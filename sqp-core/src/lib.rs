//! Trust-region sequential quadratic programming with an L1 merit
//! function and penalty adjustment.
//!
//! Given a smooth nonlinear program with costs and equality/inequality
//! constraints, the driver repeatedly:
//!
//! 1. asks each cost and constraint for a local convex model about the
//!    current iterate,
//! 2. folds constraint models into the objective as abs/hinge penalties
//!    weighted by the merit coefficient mu,
//! 3. solves the resulting QP inside a trust box,
//! 4. accepts or rejects the step by comparing predicted against actual
//!    merit improvement, expanding or shrinking the box accordingly.
//!
//! If a converged iterate still violates constraints, mu is multiplied
//! and the loop restarts from the current point. The convex subproblems
//! are staged in an abstract [`model::Model`] backend; this crate
//! contains no linear algebra of its own.
//!
//! # Example
//!
//! ```ignore
//! use sqp_core::{OptProb, SqpSettings, TrustRegionSqp};
//!
//! let mut prob = OptProb::new(make_backend());
//! let v = prob.add_var("v", -10.0, 10.0);
//! prob.add_cost(Box::new(MyCost::new(v)));
//!
//! let mut solver = TrustRegionSqp::with_settings(prob, SqpSettings::default());
//! solver.initialize(&[0.0])?;
//! let status = solver.optimize()?;
//! println!("{}", solver.results());
//! ```

#![warn(clippy::all)]

pub mod error;
pub mod expr;
pub mod model;
pub mod penalty;
pub mod problem;
pub mod settings;
pub mod sqp;

pub use error::{SqpError, SqpResult};
pub use expr::{AffExpr, QuadExpr};
pub use model::{scatter_values, Cnt, ConvexConstraints, ConvexObjective, CvxStatus, Model, Var};
pub use problem::{CntKind, Constraint, Cost, OptProb};
pub use settings::SqpSettings;
pub use sqp::{Callback, OptResults, OptStatus, TrustRegionSqp};
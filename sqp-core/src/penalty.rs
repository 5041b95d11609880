//! Folding constraint models into the objective.
//!
//! The L1 exact-penalty reduction: each convexified constraint becomes a
//! convex objective that charges `err_coeff` per unit of violation —
//! absolute value for equality rows, positive part for inequality rows.
//! Both are expressed with nonnegative auxiliary variables and affine
//! rows so a plain QP backend can minimize them.

use crate::model::{ConvexConstraints, ConvexObjective, Model};

/// Convert convexified constraints into penalized convex objectives.
///
/// Output is parallel to the input: one objective per constraint model,
/// each owning the auxiliary variables it created. At an optimum of the
/// penalized subproblem, objective `i` evaluates to `err_coeff` times
/// the model violation of constraint `i`.
pub fn cnts_to_costs(
    cnt_models: &[ConvexConstraints],
    err_coeff: f64,
    model: &mut dyn Model,
) -> Vec<ConvexObjective> {
    let mut out = Vec::with_capacity(cnt_models.len());
    for cnt in cnt_models {
        let mut obj = ConvexObjective::new();
        for aff in &cnt.eqs {
            obj.add_abs(model, aff.clone(), err_coeff);
        }
        for aff in &cnt.ineqs {
            obj.add_hinge(model, aff.clone(), err_coeff);
        }
        out.push(obj);
    }
    out
}
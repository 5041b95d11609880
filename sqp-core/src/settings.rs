//! Configuration settings for the trust-region SQP driver.

use std::path::PathBuf;

/// Tunable parameters of the trust-region SQP loop.
///
/// The defaults are the long-standing values for penalty-method SQP on
/// trajectory-scale problems; most callers only ever touch `max_iter`,
/// `cnt_tolerance`, and `verbose`.
#[derive(Debug, Clone)]
pub struct SqpSettings {
    // === Step acceptance ===
    /// Minimum ratio of exact to model merit improvement for a step to
    /// be accepted.
    pub improve_ratio_threshold: f64,

    /// Below this model improvement the iterate is declared locally
    /// converged (the step is still kept).
    pub min_approx_improve: f64,

    /// Same test, relative to the current merit value.
    pub min_approx_improve_frac: f64,

    // === Trust region ===
    /// Terminal trust box half-width; shrinking past this converges.
    pub min_trust_box_size: f64,

    /// Multiplier applied to the box on a rejected step.
    pub trust_shrink_ratio: f64,

    /// Multiplier applied to the box on an accepted step.
    pub trust_expand_ratio: f64,

    /// Initial trust box half-width.
    pub trust_box_size: f64,

    // === Termination ===
    /// Maximum SQP iterations per penalty pass.
    pub max_iter: usize,

    /// Wall-clock budget in milliseconds (None = unlimited). Checked at
    /// iteration and QP-solve boundaries, never mid-solve.
    pub time_limit_ms: Option<u64>,

    // === Constraint penalty ===
    /// Feasibility threshold on the max constraint violation.
    pub cnt_tolerance: f64,

    /// Initial penalty weight on constraint violation.
    pub merit_error_coeff: f64,

    /// Penalty multiplier applied when a converged iterate is still
    /// infeasible.
    pub merit_coeff_increase_ratio: f64,

    /// How many penalty escalations to attempt before giving up.
    pub max_merit_coeff_increases: usize,

    // === Output ===
    /// Print the per-iteration cost/constraint improvement table.
    pub verbose: bool,

    /// Where to dump the model if the QP backend fails (None = don't).
    pub fail_model_path: Option<PathBuf>,
}

impl Default for SqpSettings {
    fn default() -> Self {
        Self {
            improve_ratio_threshold: 0.25,
            min_approx_improve: 1e-4,
            min_approx_improve_frac: f64::NEG_INFINITY,
            min_trust_box_size: 1e-4,
            trust_shrink_ratio: 0.1,
            trust_expand_ratio: 1.5,
            trust_box_size: 0.1,
            max_iter: 50,
            time_limit_ms: None,
            cnt_tolerance: 1e-4,
            merit_error_coeff: 10.0,
            merit_coeff_increase_ratio: 10.0,
            max_merit_coeff_increases: 5,
            verbose: false,
            fail_model_path: None,
        }
    }
}

impl SqpSettings {
    /// Settings with the iteration table enabled.
    pub fn verbose() -> Self {
        let mut s = Self::default();
        s.verbose = true;
        s
    }

    /// Set the wall-clock budget in seconds.
    pub fn with_time_limit(mut self, seconds: f64) -> Self {
        self.time_limit_ms = Some((seconds * 1000.0) as u64);
        self
    }

    /// Set the per-pass iteration cap.
    pub fn with_max_iter(mut self, iters: usize) -> Self {
        self.max_iter = iters;
        self
    }

    /// Set the feasibility threshold.
    pub fn with_cnt_tolerance(mut self, tol: f64) -> Self {
        self.cnt_tolerance = tol;
        self
    }

    /// Set the initial penalty weight.
    pub fn with_merit_error_coeff(mut self, coeff: f64) -> Self {
        self.merit_error_coeff = coeff;
        self
    }
}
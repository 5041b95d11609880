//! Dense QP backend for the trust-region SQP engine.
//!
//! Provides [`DenseModel`], an implementation of the `sqp-core` model
//! capability backed by a dense operator-splitting (ADMM) QP solver.
//! Intended for the small staged subproblems of an SQP iteration and
//! for exercising the engine end-to-end without an external solver.
//!
//! # Example
//!
//! ```ignore
//! use sqp_core::{OptProb, TrustRegionSqp};
//! use sqp_dense::DenseModel;
//!
//! let mut prob = OptProb::new(Box::new(DenseModel::new()));
//! let v = prob.add_var("v", -10.0, 10.0);
//! prob.add_cost(Box::new(MyCost::new(v)));
//!
//! let mut solver = TrustRegionSqp::new(prob);
//! solver.initialize(&[0.0])?;
//! solver.optimize()?;
//! ```

#![warn(clippy::all)]

pub mod admm;
pub mod model;

pub use admm::{solve_qp, AdmmSettings, AdmmSolution, AdmmStatus};
pub use model::DenseModel;
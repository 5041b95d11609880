//! L1 merit accounting.
//!
//! The merit function is `sum(costs) + mu * sum(violations)`. Each
//! trust-box iteration compares three merits: the cached value at the
//! current iterate, the convex model's value at the QP candidate, and
//! the full nonlinear re-evaluation at the candidate. The ratio of
//! exact to model improvement is the step-acceptance signal.

use crate::model::{ConvexConstraints, ConvexObjective};
use crate::problem::{Constraint, Cost};

#[inline]
pub(crate) fn vec_sum(v: &[f64]) -> f64 {
    v.iter().sum()
}

#[inline]
pub(crate) fn vec_max(v: &[f64]) -> f64 {
    v.iter().copied().fold(f64::NEG_INFINITY, f64::max)
}

/// Nonlinear cost values at `x`, one per cost.
pub fn evaluate_costs(costs: &[Box<dyn Cost>], x: &[f64]) -> Vec<f64> {
    costs.iter().map(|c| c.value(x)).collect()
}

/// Nonlinear constraint violations at `x`, one per constraint.
pub fn evaluate_cnt_viols(cnts: &[Box<dyn Constraint>], x: &[f64]) -> Vec<f64> {
    cnts.iter().map(|c| c.violation(x)).collect()
}

/// Convex-model cost values on an extended variable vector.
pub fn evaluate_model_costs(models: &[ConvexObjective], x_ext: &[f64]) -> Vec<f64> {
    models.iter().map(|m| m.value(x_ext)).collect()
}

/// Convex-model constraint violations on an extended variable vector.
pub fn evaluate_model_cnt_viols(models: &[ConvexConstraints], x_ext: &[f64]) -> Vec<f64> {
    models.iter().map(|m| m.violation(x_ext)).collect()
}

/// Merit comparison for one candidate step.
#[derive(Debug, Clone, Copy)]
pub struct MeritReport {
    /// Merit at the current iterate (cached nonlinear values).
    pub old_merit: f64,

    /// Convex-model merit at the candidate.
    pub model_merit: f64,

    /// Nonlinear merit at the candidate.
    pub new_merit: f64,

    /// `old_merit - model_merit`: what the model promised.
    pub approx_improve: f64,

    /// `old_merit - new_merit`: what actually happened.
    pub exact_improve: f64,

    /// `exact_improve / approx_improve`. Meaningless when the model
    /// improvement is near zero; callers must gate on `approx_improve`
    /// before reading it.
    pub ratio: f64,
}

impl MeritReport {
    /// Assemble the report from per-term value vectors and the penalty
    /// weight.
    pub fn compute(
        old_cost_vals: &[f64],
        old_cnt_viols: &[f64],
        model_cost_vals: &[f64],
        model_cnt_viols: &[f64],
        new_cost_vals: &[f64],
        new_cnt_viols: &[f64],
        merit_error_coeff: f64,
    ) -> Self {
        let old_merit = vec_sum(old_cost_vals) + merit_error_coeff * vec_sum(old_cnt_viols);
        let model_merit = vec_sum(model_cost_vals) + merit_error_coeff * vec_sum(model_cnt_viols);
        let new_merit = vec_sum(new_cost_vals) + merit_error_coeff * vec_sum(new_cnt_viols);
        let approx_improve = old_merit - model_merit;
        let exact_improve = old_merit - new_merit;
        Self {
            old_merit,
            model_merit,
            new_merit,
            approx_improve,
            exact_improve,
            ratio: exact_improve / approx_improve,
        }
    }
}

/// Per-term improvement table, for `verbose` runs. Constraint rows are
/// scaled by the penalty weight so all rows are in merit units. The
/// ratio column is dashed when the model improvement is too small to
/// divide by.
#[allow(clippy::too_many_arguments)]
pub fn print_improvement_table(
    old_cost_vals: &[f64],
    model_cost_vals: &[f64],
    new_cost_vals: &[f64],
    old_cnt_viols: &[f64],
    model_cnt_viols: &[f64],
    new_cnt_viols: &[f64],
    cost_names: &[String],
    cnt_names: &[String],
    merit_error_coeff: f64,
) {
    eprintln!(
        "{:>15} | {:>10} | {:>10} | {:>10} | {:>10}",
        "", "oldexact", "dapprox", "dexact", "ratio"
    );
    eprintln!("{:>15} | COSTS", "");
    for i in 0..old_cost_vals.len() {
        print_row(
            &cost_names[i],
            old_cost_vals[i],
            old_cost_vals[i] - model_cost_vals[i],
            old_cost_vals[i] - new_cost_vals[i],
            1.0,
        );
    }
    if cnt_names.is_empty() {
        return;
    }
    eprintln!("{:>15} | CONSTRAINTS", "");
    for i in 0..old_cnt_viols.len() {
        print_row(
            &cnt_names[i],
            old_cnt_viols[i],
            old_cnt_viols[i] - model_cnt_viols[i],
            old_cnt_viols[i] - new_cnt_viols[i],
            merit_error_coeff,
        );
    }
}

fn print_row(name: &str, old: f64, approx: f64, exact: f64, scale: f64) {
    if approx.abs() > 1e-8 {
        eprintln!(
            "{:>15} | {:>10.3e} | {:>10.3e} | {:>10.3e} | {:>10.3e}",
            name,
            scale * old,
            scale * approx,
            scale * exact,
            exact / approx
        );
    } else {
        eprintln!(
            "{:>15} | {:>10.3e} | {:>10.3e} | {:>10.3e} | {:>10}",
            name,
            scale * old,
            scale * approx,
            scale * exact,
            "------"
        );
    }
}

#[cfg(test)]
mod tests {
    use super::*;

    #[test]
    fn test_vec_helpers() {
        assert_eq!(vec_sum(&[1.0, 2.0, 3.0]), 6.0);
        assert_eq!(vec_max(&[1.0, 5.0, 3.0]), 5.0);
        assert_eq!(vec_sum(&[]), 0.0);
    }

    #[test]
    fn test_merit_report() {
        // old: 10 + 2*1 = 12; model: 4 + 2*0 = 4; new: 6 + 2*0.5 = 7
        let r = MeritReport::compute(
            &[10.0],
            &[1.0],
            &[4.0],
            &[0.0],
            &[6.0],
            &[0.5],
            2.0,
        );
        assert!((r.old_merit - 12.0).abs() < 1e-15);
        assert!((r.model_merit - 4.0).abs() < 1e-15);
        assert!((r.new_merit - 7.0).abs() < 1e-15);
        assert!((r.approx_improve - 8.0).abs() < 1e-15);
        assert!((r.exact_improve - 5.0).abs() < 1e-15);
        assert!((r.ratio - 0.625).abs() < 1e-15);
    }

    #[test]
    fn test_merit_report_unconstrained() {
        let r = MeritReport::compute(&[9.0], &[], &[1.0], &[], &[1.5], &[], 10.0);
        assert!((r.approx_improve - 8.0).abs() < 1e-15);
        assert!((r.exact_improve - 7.5).abs() < 1e-15);
    }
}
//! Minimal unconstrained solve.
//!
//! Minimizes (v - 3)^2 over v in [-10, 10], starting from v = 0.
//! The trust box expands along the accepted steps until the QP can jump
//! straight to the bottom of the bowl.

use anyhow::Result;
use sqp_core::{AffExpr, ConvexObjective, Cost, Model, OptProb, QuadExpr, TrustRegionSqp, Var};
use sqp_dense::DenseModel;

/// `(v - target)^2` with its exact quadratic model.
struct SquareDistCost {
    var: Var,
    target: f64,
}

impl Cost for SquareDistCost {
    fn name(&self) -> &str {
        "square_dist"
    }

    fn value(&self, x: &[f64]) -> f64 {
        let d = x[self.var.index()] - self.target;
        d * d
    }

    fn convex(&self, _x: &[f64], _model: &mut dyn Model) -> ConvexObjective {
        let mut aff = AffExpr::constant(-self.target);
        aff.add_term(1.0, self.var);
        ConvexObjective::from_quad(QuadExpr::square_of(&aff))
    }
}

fn main() -> Result<()> {
    let mut prob = OptProb::new(Box::new(DenseModel::new()));
    let v = prob.add_var("v", -10.0, 10.0);
    prob.add_cost(Box::new(SquareDistCost { var: v, target: 3.0 }));

    let mut solver = TrustRegionSqp::new(prob);
    solver.initialize(&[0.0])?;
    let status = solver.optimize()?;

    println!("status: {}", status);
    println!("v = {:.6}", solver.results().x[0]);
    println!("total cost = {:.6}", solver.results().total_cost);
    println!(
        "func evals: {}, qp solves: {}",
        solver.results().n_func_evals,
        solver.results().n_qp_solves
    );
    Ok(())
}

(Task description): From the records above, copy each line in which the string "DenseModel" occurs.

(Solution to this task):
//! Provides [`DenseModel`], an implementation of the `sqp-core` model
//! use sqp_dense::DenseModel;
//! let mut prob = OptProb::new(Box::new(DenseModel::new()));
pub use model::DenseModel;
use sqp_dense::DenseModel;
    let mut prob = OptProb::new(Box::new(DenseModel::new()));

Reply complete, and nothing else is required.